> Problem details
What is the number of lines in the listing below that contain the string "find"? Give that number only.
• • • • • • •
//! Collapsible Manager: expansion state, focus and undo history for
//! collapsible sections, keyed by stable section id.
//!
//! Sections persist across re-renders. Every mutating operation except
//! [`CollapsibleManager::restore_from_snapshot`] and
//! [`CollapsibleManager::clear`] records a snapshot; snapshot timestamps are
//! strictly increasing and the history is bounded (oldest evicted first).

use std::collections::{HashMap, VecDeque};

use chrono::{DateTime, TimeDelta, Utc};
use comply_core::config::HistoryConfig;
use thiserror::Error;
use tracing::Span;

use crate::block::CollapsibleBlock;

pub const DEFAULT_HISTORY_CAPACITY: usize = 50;

#[derive(Error, Debug, Clone, PartialEq, Eq)]
pub enum CollapsibleError {
    #[error("Section not found: {0}")]
    NotFound(String),

    #[error("No snapshot at or before {0}")]
    NoSnapshot(DateTime<Utc>),

    #[error("No sections registered")]
    Empty,

    #[error("No section is focused")]
    NoFocus,

    #[error("Section '{0}' has no parent")]
    NoParent(String),

    #[error("Section '{0}' has no children")]
    NoChildren(String),
}

/// Per-section state.
#[derive(Debug, Clone, PartialEq, Eq)]
pub struct CollapsibleState {
    pub id: String,
    pub expanded: bool,
    pub toggle_count: u32,
    pub last_toggled: Option<DateTime<Utc>>,
    pub has_children: bool,
    pub children: Vec<String>,
    pub parent: Option<String>,
    /// Position in focus order.
    pub focus_index: usize,
    pub level: u32,
}

/// What a section declares when it is first seen.
#[derive(Debug, Clone, Copy, PartialEq, Eq)]
pub struct SectionInfo {
    pub expanded: bool,
    pub level: u32,
    pub has_children: bool,
}

impl SectionInfo {
    /// Takes the declared level, or `default_level` when the block has none.
    pub fn from_block(block: &CollapsibleBlock, default_level: u32) -> Self {
        Self {
            expanded: block.expanded,
            level: block.level.unwrap_or(default_level),
            has_children: !block.content.is_empty(),
        }
    }
}

/// Immutable copy of all section state at one point in time.
#[derive(Debug, Clone, PartialEq)]
pub struct StateSnapshot {
    pub timestamp: DateTime<Utc>,
    pub operation: &'static str,
    pub order: Vec<String>,
    pub sections: HashMap<String, CollapsibleState>,
    pub focus: Option<usize>,
}

#[derive(Debug, Clone, Copy, PartialEq, Eq)]
pub struct HistoryPreferences {
    pub enabled: bool,
    pub capacity: usize,
}

impl Default for HistoryPreferences {
    fn default() -> Self {
        Self {
            enabled: true,
            capacity: DEFAULT_HISTORY_CAPACITY,
        }
    }
}

impl From<&HistoryConfig> for HistoryPreferences {
    fn from(config: &HistoryConfig) -> Self {
        Self {
            enabled: config.enabled,
            capacity: config.capacity,
        }
    }
}

#[derive(Debug, Clone, Copy, PartialEq, Eq)]
pub enum Navigation {
    Next,
    Previous,
    Parent,
    Child,
    First,
    Last,
}

impl Navigation {
    fn operation(self) -> &'static str {
        match self {
            Self::Next => "focus_next",
            Self::Previous => "focus_previous",
            Self::Parent => "focus_parent",
            Self::Child => "focus_child",
            Self::First => "focus_first",
            Self::Last => "focus_last",
        }
    }
}

#[derive(Debug)]
pub struct CollapsibleManager {
    sections: HashMap<String, CollapsibleState>,
    order: Vec<String>,
    focus: Option<usize>,
    history: VecDeque<StateSnapshot>,
    preferences: HistoryPreferences,
    last_timestamp: Option<DateTime<Utc>>,
    span: Span,
}

impl CollapsibleManager {
    pub fn new(preferences: HistoryPreferences) -> Self {
        Self {
            sections: HashMap::new(),
            order: Vec::new(),
            focus: None,
            history: VecDeque::new(),
            preferences,
            last_timestamp: None,
            span: tracing::debug_span!("collapsible_manager"),
        }
    }

    pub fn with_span(mut self, span: Span) -> Self {
        self.span = span;
        self
    }

    /// Registers a section the first time it is seen.
    ///
    /// Returns `false` (and changes nothing) when the id is already known.
    /// The parent is the most recently registered section one level up.
    pub fn register_section(&mut self, id: &str, info: SectionInfo) -> bool {
        if self.sections.contains_key(id) {
            return false;
        }

        let parent = match info.level.checked_sub(1) {
            Some(parent_level) => self
                .order
                .iter()
                .rev()
                .find(|other| {
                    self.sections
                        .get(other.as_str())
                        .is_some_and(|state| state.level == parent_level)
                })
                .cloned(),
            None => None,
        };

        if let Some(parent_state) = parent.as_ref().and_then(|p| self.sections.get_mut(p)) {
            parent_state.children.push(id.to_string());
            parent_state.has_children = true;
        }

        self.sections.insert(
            id.to_string(),
            CollapsibleState {
                id: id.to_string(),
                expanded: info.expanded,
                toggle_count: 0,
                last_toggled: None,
                has_children: info.has_children,
                children: Vec::new(),
                parent,
                focus_index: self.order.len(),
                level: info.level,
            },
        );
        self.order.push(id.to_string());

        self.span.in_scope(|| {
            tracing::debug!(section = id, level = info.level, "registered section");
        });
        self.record("register");
        true
    }

    /// Flips one section. Collapsing also collapses all its descendants.
    ///
    /// Returns the new expansion state.
    pub fn toggle_section(&mut self, id: &str) -> Result<bool, CollapsibleError> {
        let state = self
            .sections
            .get_mut(id)
            .ok_or_else(|| CollapsibleError::NotFound(id.to_string()))?;

        state.expanded = !state.expanded;
        state.toggle_count += 1;
        state.last_toggled = Some(Utc::now());
        let expanded = state.expanded;

        if !expanded {
            self.collapse_descendants(id);
        }

        self.span.in_scope(|| {
            tracing::debug!(section = id, expanded, "toggled section");
        });
        self.record("toggle");
        Ok(expanded)
    }

    /// Sets one section's expansion directly; collapsing cascades.
    pub fn set_expanded(&mut self, id: &str, expanded: bool) -> Result<(), CollapsibleError> {
        let state = self
            .sections
            .get_mut(id)
            .ok_or_else(|| CollapsibleError::NotFound(id.to_string()))?;
        state.expanded = expanded;
        if !expanded {
            self.collapse_descendants(id);
        }
        self.record("set_expanded");
        Ok(())
    }

    pub fn expand_all(&mut self) {
        self.sections.values_mut().for_each(|state| state.expanded = true);
        self.record("expand_all");
    }

    pub fn collapse_all(&mut self) {
        self.sections.values_mut().for_each(|state| state.expanded = false);
        self.record("collapse_all");
    }

    /// Unknown ids report collapsed.
    pub fn is_expanded(&self, id: &str) -> bool {
        self.sections.get(id).is_some_and(|state| state.expanded)
    }

    pub fn section(&self, id: &str) -> Option<&CollapsibleState> {
        self.sections.get(id)
    }

    /// Sections in focus order.
    pub fn sections(&self) -> impl Iterator<Item = &CollapsibleState> {
        self.order.iter().filter_map(|id| self.sections.get(id))
    }

    pub fn len(&self) -> usize {
        self.order.len()
    }

    pub fn is_empty(&self) -> bool {
        self.order.is_empty()
    }

    pub fn focused(&self) -> Option<&str> {
        self.focus
            .and_then(|index| self.order.get(index))
            .map(String::as_str)
    }

    /// Moves focus and returns the newly focused id.
    ///
    /// `Next`/`Previous` wrap around; with nothing focused they start at the
    /// first/last section.
    pub fn navigate(&mut self, direction: Navigation) -> Result<String, CollapsibleError> {
        let count = self.order.len();
        if count == 0 {
            return Err(CollapsibleError::Empty);
        }

        let index = match direction {
            Navigation::Next => self.focus.map_or(0, |i| (i + 1) % count),
            Navigation::Previous => self.focus.map_or(count - 1, |i| (i + count - 1) % count),
            Navigation::First => 0,
            Navigation::Last => count - 1,
            Navigation::Parent => {
                let current = self.focused_state()?;
                let parent = current
                    .parent
                    .as_ref()
                    .ok_or_else(|| CollapsibleError::NoParent(current.id.clone()))?;
                self.index_of(parent)?
            }
            Navigation::Child => {
                let current = self.focused_state()?;
                let child = current
                    .children
                    .first()
                    .ok_or_else(|| CollapsibleError::NoChildren(current.id.clone()))?;
                self.index_of(child)?
            }
        };

        self.focus = Some(index);
        self.record(direction.operation());
        Ok(self.order[index].clone())
    }

    pub fn focus_next(&mut self) -> Result<String, CollapsibleError> {
        self.navigate(Navigation::Next)
    }

    pub fn focus_previous(&mut self) -> Result<String, CollapsibleError> {
        self.navigate(Navigation::Previous)
    }

    pub fn focus_parent(&mut self) -> Result<String, CollapsibleError> {
        self.navigate(Navigation::Parent)
    }

    pub fn focus_child(&mut self) -> Result<String, CollapsibleError> {
        self.navigate(Navigation::Child)
    }

    pub fn focus_first(&mut self) -> Result<String, CollapsibleError> {
        self.navigate(Navigation::First)
    }

    pub fn focus_last(&mut self) -> Result<String, CollapsibleError> {
        self.navigate(Navigation::Last)
    }

    /// Focuses a section by id.
    pub fn focus_section(&mut self, id: &str) -> Result<(), CollapsibleError> {
        let index = self.index_of(id)?;
        self.focus = Some(index);
        self.record("focus");
        Ok(())
    }

    /// Restores the latest snapshot taken at or before `timestamp`.
    ///
    /// Restoring does not itself record a snapshot.
    pub fn restore_from_snapshot(&mut self, timestamp: DateTime<Utc>) -> Result<(), CollapsibleError> {
        let snapshot = self
            .history
            .iter()
            .rev()
            .find(|snapshot| snapshot.timestamp <= timestamp)
            .ok_or(CollapsibleError::NoSnapshot(timestamp))?;

        self.sections = snapshot.sections.clone();
        self.order = snapshot.order.clone();
        self.focus = snapshot.focus;

        self.span.in_scope(|| {
            tracing::debug!(%timestamp, operation = snapshot.operation, "restored snapshot");
        });
        Ok(())
    }

    /// Snapshots oldest first.
    pub fn history(&self) -> impl DoubleEndedIterator<Item = &StateSnapshot> + ExactSizeIterator {
        self.history.iter()
    }

    /// Drops every section, the focus and the history.
    pub fn clear(&mut self) {
        self.sections.clear();
        self.order.clear();
        self.focus = None;
        self.history.clear();
    }

    fn focused_state(&self) -> Result<&CollapsibleState, CollapsibleError> {
        self.focused()
            .and_then(|id| self.sections.get(id))
            .ok_or(CollapsibleError::NoFocus)
    }

    fn index_of(&self, id: &str) -> Result<usize, CollapsibleError> {
        self.order
            .iter()
            .position(|other| other == id)
            .ok_or_else(|| CollapsibleError::NotFound(id.to_string()))
    }

    fn collapse_descendants(&mut self, id: &str) {
        let mut pending: Vec<String> = self
            .sections
            .get(id)
            .map(|state| state.children.clone())
            .unwrap_or_default();

        while let Some(child) = pending.pop() {
            if let Some(state) = self.sections.get_mut(&child) {
                state.expanded = false;
                pending.extend(state.children.iter().cloned());
            }
        }
    }

    fn record(&mut self, operation: &'static str) {
        if !self.preferences.enabled || self.preferences.capacity == 0 {
            return;
        }

        let now = Utc::now();
        let timestamp = match self.last_timestamp {
            Some(last) if now <= last => last + TimeDelta::nanoseconds(1),
            _ => now,
        };
        self.last_timestamp = Some(timestamp);

        self.history.push_back(StateSnapshot {
            timestamp,
            operation,
            order: self.order.clone(),
            sections: self.sections.clone(),
            focus: self.focus,
        });
        while self.history.len() > self.preferences.capacity {
            self.history.pop_front();
        }
    }
}

impl Default for CollapsibleManager {
    fn default() -> Self {
        Self::new(HistoryPreferences::default())
    }
}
• • • • • • •
> Task answer
2